No, the comment indicator would be the missing feature. But personally I would very happily skip that feature for the huge security and privacy advantage.
You could display the comments in-site but then you are bringing back all of the security and privacy concerns. (I guess you could have some middle-ground if the code to add the iframe is trivially simple?)
What are your thoughts on the built-in network request disabling option or Chrome's option to disable unless clicked?
I know you use Firefox, but for me these options seem to be sufficient for Chrome at least (and are already available).
Let me know if I'm mistaken though; I want to make sure that all such concerns are addressed!
I also think the badge could be dropped, but in initial stages when traffic is low I think it would really help with engagement.
It is nice, but if I am not getting a comment indicator anyways I would rather just not trust your extension at all.
> Chrome's option to disable unless clicked?
This is pretty good. But I would still prefer a 1-line auditable bookmarklet rather than a large extension.

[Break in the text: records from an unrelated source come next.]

//! Furniture definitions

use std::ops::{Deref, DerefMut};

use rf_units::Volume;
use serde_json::Value;

use crate::config::MapDataConfig;
use crate::data::MapData;
use crate::diagnostics::Diagnostics;
use crate::error::LoadError;
use crate::factory::{FactoryEntry, LoadContext};
use crate::ids::{IntId, NullId, StringId};
use crate::itype::ItypeId;
use crate::json::FieldReader;

use super::{
    FurnWorkbenchInfo, MapBashInfo, MapDataCommon, MapDeconstructInfo, MapObjectType, PlantData,
};

pub type FurnStrId = StringId<FurnT>;
pub type FurnId = IntId<FurnT>;

/// Legacy keg capacities count 250 ml units
const LEGACY_VOLUME_UNIT: i64 = 250;

/// One furniture type
#[derive(Debug, Clone)]
pub struct FurnT {
    pub id: FurnStrId,
    pub common: MapDataCommon,
    pub open: FurnStrId,
    pub close: FurnStrId,
    /// Strength needed to drag it; negative means immovable
    pub move_str_req: i32,
    pub crafting_pseudo_item: ItypeId,
    pub keg_capacity: Volume,
    pub comfort: i32,
    pub floor_bedding_warmth: i32,
    pub bonus_fire_warmth_feet: i32,
    /// Item this furniture was deployed from
    pub deployed_item: ItypeId,
    pub workbench: Option<FurnWorkbenchInfo>,
    pub plant: Option<PlantData>,
    pub surgery_skill_multiplier: Option<f32>,
    pub bash: MapBashInfo,
    pub deconstruct: MapDeconstructInfo,
}

impl NullId for FurnT {
    const NULL_ID: &'static str = "f_null";
}

impl Deref for FurnT {
    type Target = MapDataCommon;

    fn deref(&self) -> &MapDataCommon {
        &self.common
    }
}

impl DerefMut for FurnT {
    fn deref_mut(&mut self) -> &mut MapDataCommon {
        &mut self.common
    }
}

impl FurnT {
    pub fn new(max_volume: Volume) -> Self {
        Self {
            id: FurnStrId::null(),
            common: MapDataCommon::new(max_volume),
            open: FurnStrId::null(),
            close: FurnStrId::null(),
            move_str_req: -1,
            crafting_pseudo_item: ItypeId::null(),
            keg_capacity: Volume::ZERO,
            comfort: 0,
            floor_bedding_warmth: 0,
            bonus_fire_warmth_feet: 300,
            deployed_item: ItypeId::null(),
            workbench: None,
            plant: None,
            surgery_skill_multiplier: None,
            bash: MapBashInfo::default(),
            deconstruct: MapDeconstructInfo::default(),
        }
    }

    pub fn is_movable(&self) -> bool {
        self.move_str_req >= 0
    }

    fn load_keg_capacity(&mut self, jo: &mut FieldReader<'_, '_>) {
        match jo.obj().get("keg_capacity") {
            Some(Value::Number(n)) => match n.as_i64() {
                Some(units) => {
                    self.keg_capacity =
                        Volume::from_milliliter(units.saturating_mul(LEGACY_VOLUME_UNIT))
                }
                None => jo.report("member \"keg_capacity\": expected an integer or a volume"),
            },
            Some(_) => {
                jo.assign("keg_capacity", &mut self.keg_capacity);
            }
            None if !jo.was_loaded => self.keg_capacity = Volume::ZERO,
            None => {}
        }
    }

    pub(crate) fn check(&self, data: &MapData, diag: &mut Diagnostics) {
        let context = format!("furniture {}", self.id);
        self.common.check(&context, data, diag);
        self.bash.check(&context, false, data, diag);
        self.deconstruct.check(&context, false, data, diag);

        let furniture = data.furniture();
        if !furniture.is_valid(&self.open) {
            diag.report(&context, format!("invalid furniture {} for opening", self.open));
        }
        if !furniture.is_valid(&self.close) {
            diag.report(&context, format!("invalid furniture {} for closing", self.close));
        }
        if let Some(plant) = &self.plant {
            for stage in [&plant.transform, &plant.base] {
                if !furniture.is_valid(stage) {
                    diag.report(&context, format!("invalid plant furniture {}", stage));
                }
            }
        }

        let items = data.item_types();
        if !self.deployed_item.is_null() && !items.is_valid(&self.deployed_item) {
            diag.report(&context, format!("deployed item {} does not exist", self.deployed_item));
        }
        if self.has_examine("deployed_furniture") && self.deployed_item.is_null() {
            diag.report(&context, "is deployed furniture, but has no deployed_item");
        }
        if !self.crafting_pseudo_item.is_null() && !items.is_valid(&self.crafting_pseudo_item) {
            diag.report(
                &context,
                format!("crafting pseudo item {} does not exist", self.crafting_pseudo_item),
            );
        }
    }
}

impl FactoryEntry for FurnT {
    const KIND: &'static str = "furniture";

    fn new_entry(config: &MapDataConfig) -> Self {
        Self::new(config.default_max_volume)
    }

    fn null_entry(config: &MapDataConfig) -> Self {
        let mut furn = Self::new(config.default_max_volume);
        furn.common.name = "nothing".to_string();
        furn.set_flag("TRANSPARENT");
        furn
    }

    fn id(&self) -> &FurnStrId {
        &self.id
    }

    fn set_id(&mut self, id: FurnStrId) {
        self.id = id;
    }

    fn load(
        &mut self,
        jo: &mut FieldReader<'_, '_>,
        ctx: &mut LoadContext<'_>,
    ) -> Result<(), LoadError> {
        self.common.load(jo, ctx)?;
        jo.mandatory("name", &mut self.common.name);
        jo.mandatory("move_cost_mod", &mut self.common.movecost);
        jo.optional("coverage", &mut self.common.coverage, 0);
        jo.optional("comfort", &mut self.comfort, 0);
        jo.optional("floor_bedding_warmth", &mut self.floor_bedding_warmth, 0);
        jo.optional_default("emissions", &mut self.common.emissions);
        jo.optional("bonus_fire_warmth_feet", &mut self.bonus_fire_warmth_feet, 300);
        self.load_keg_capacity(jo);
        jo.mandatory("required_str", &mut self.move_str_req);
        jo.optional("max_volume", &mut self.common.max_volume, ctx.config.default_max_volume);
        jo.optional("crafting_pseudo_item", &mut self.crafting_pseudo_item, ItypeId::null());
        jo.optional("deployed_item", &mut self.deployed_item, ItypeId::null());
        self.common.load_symbol(jo);
        jo.optional("light_emitted", &mut self.common.light_emitted, 0);

        self.common.load_flags(jo);

        jo.optional("open", &mut self.open, FurnStrId::null());
        jo.optional("close", &mut self.close, FurnStrId::null());

        self.bash.load(jo, "bash", MapObjectType::Furniture, ctx);
        self.deconstruct.load(jo, "deconstruct", true, ctx);

        if let Some(obj) = jo.obj().get_object("workbench") {
            let context = format!("{} workbench", jo.context());
            let mut workbench = FurnWorkbenchInfo::default();
            workbench.load(&mut jo.nested(obj, context));
            self.workbench = Some(workbench);
        }
        if let Some(obj) = jo.obj().get_object("plant_data") {
            let context = format!("{} plant_data", jo.context());
            let mut plant = PlantData::default();
            plant.load(&mut jo.nested(obj, context));
            self.plant = Some(plant);
        }
        if jo.obj().has_number("surgery_skill_multiplier") {
            self.surgery_skill_multiplier = jo.read("surgery_skill_multiplier");
        }
        Ok(())
    }
}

> I also think the badge could be dropped, but in initial stages when traffic is low I think it would really help with engagement.
Yeah, I can see that. It would be interesting if you could get it just with URL access. You could still check for comments and open the discussion page but you wouldn't need full site access permission. Due to how the permission model works this would probably need to be a separate extension but it would be interesting to have a "Netvyne Lite" version with much less permissions.
...that being said logging every visited site is still a lot of access. But I can see how the comment count is a valuable feature for some users even if it isn't worth the cost for me.
Also for comment count checks are you protecting the URL in any way? For example checking for `sha3("netvyne-" + url)` instead of the raw URL. This way you aren't sending the URL of my URL-accessible Google Docs (for example) to your server.
We did try to reduce the permissions as much as possible, but I believe at this time every permission is required by some feature. I get your point though, and I'll try to see what else we can do in this regard.
As mentioned elsewhere in this thread, just to be clear we don't log every visited site (or log browsing in general); the only time data is added to the database is when the user actively adds a comment/creates content.
Currently we send the URL as is; its only stored though if you are writing a comment or sharing the site with friends. I do like the hashing idea but ultimately when someone does leave a comment or share it, we do store it without hashing so later users can filer it and so on. Please let me know if I misunderstood your question!
> We did try to reduce the permissions as much as possible, but I believe at this time every permission is required by some feature
I appreciate that. And I guess it is partly the fault of the browser that you can't ask for just permissions that the user wants to use. From my point of view the set of features you chose isn't worth giving you the permissions. However I can see that for other users they do want these features. It seems that there isn't a perfect option with one extension here.
> but ultimately when someone does leave a comment or share it...
Yes, but there is a huge difference from "site I left a comment on" and "every page I visit". For example if I have a secret document that is protected by an unguessable URL I am not going to leave comments on it, so it would be great if it wasn't sent to your service. Of course once I do leave a comment it makes sense to send it to your service so that you can fetch metadata and other features. (Although it would be cool if there was an option to never reveal the URL as well.)
I also think that there is something to be said for being able to see the comments in the site itself, though perhaps that can be done as well.
I'm actually not too familiar with bookmarklets, I'll have to read some more. I appreciate the tips!